The chronic vision damaged caused by multiple sclerosis may be reversed by using clemastine fumarate, an over-the-counter drug used to treat allergies and colds.

The chronic vision damaged caused by multiple sclerosis (MS) may be reversed by using clemastine fumarate, an over-the-counter drug used to treat allergies and colds, according to findings presented at the American Academy of Neurology’s 68th Annual Meeting in Vancouver in April.

Researchers from the Multiple Sclerosis Center at the University of California, San Francisco studied 50 MS patients with optic neuropathy, the damage to the optic nerve which blocks the information exchange between the eyes and the brain. MS patients included in the study had an average age of 40 years, had the disease for an average time period of five years and had mild disability, though they all had evidence of chronic optic neuropathy.

For the first three months, the patients were given either the antihistamine clemastine fumarate or a placebo, followed by a swap for the remaining two months. The patients performed vision tests at baseline and after five months, including one called a “visual evoked potential.” The time for transmission of signal from the eye to the brain was recorded. Any improvement in the delay was considered an improvement, the researchers said, and the patients needed to record times beyond 118 milliseconds in at least one eye to partake in the study.

Delays were reduced by an average of two milliseconds per patient among those who received clemastine fumarate, the researchers reported.

“This study is exciting because it is the first to demonstrate possible repair of that protective coating in people with chronic demyelination from MS,” study author Ari Green, MD, explained in a press release. “This was done using a drug that was identified at UCSF only two and a half years ago as an agent with the potential to help with brain repair.”

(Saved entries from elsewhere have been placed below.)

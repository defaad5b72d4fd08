pub mod buffer;
pub mod clip;
pub mod config;

pub use buffer::EvidenceBuffer;
pub use clip::{clip_filename, event_id, ClipSink, FfmpegClipSink, LoggingClipSink};
pub use config::RecordingConfig;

One of the side effects that patients reported was a minimal increase in fatigue while taking the drug. And although larger cohorts are needed to confirm the finding, Green added, medications with more powerful effects are currently in development.

“While the improvement in vision appears modest, this study is promising because it is the first time a drug has been shown to possibly reverse the damage done by MS,” said Green. “Findings are preliminary, but this study provides a framework for future MS repair studies and will hopefully herald discoveries that will enhance the brain's innate capacity for repair.”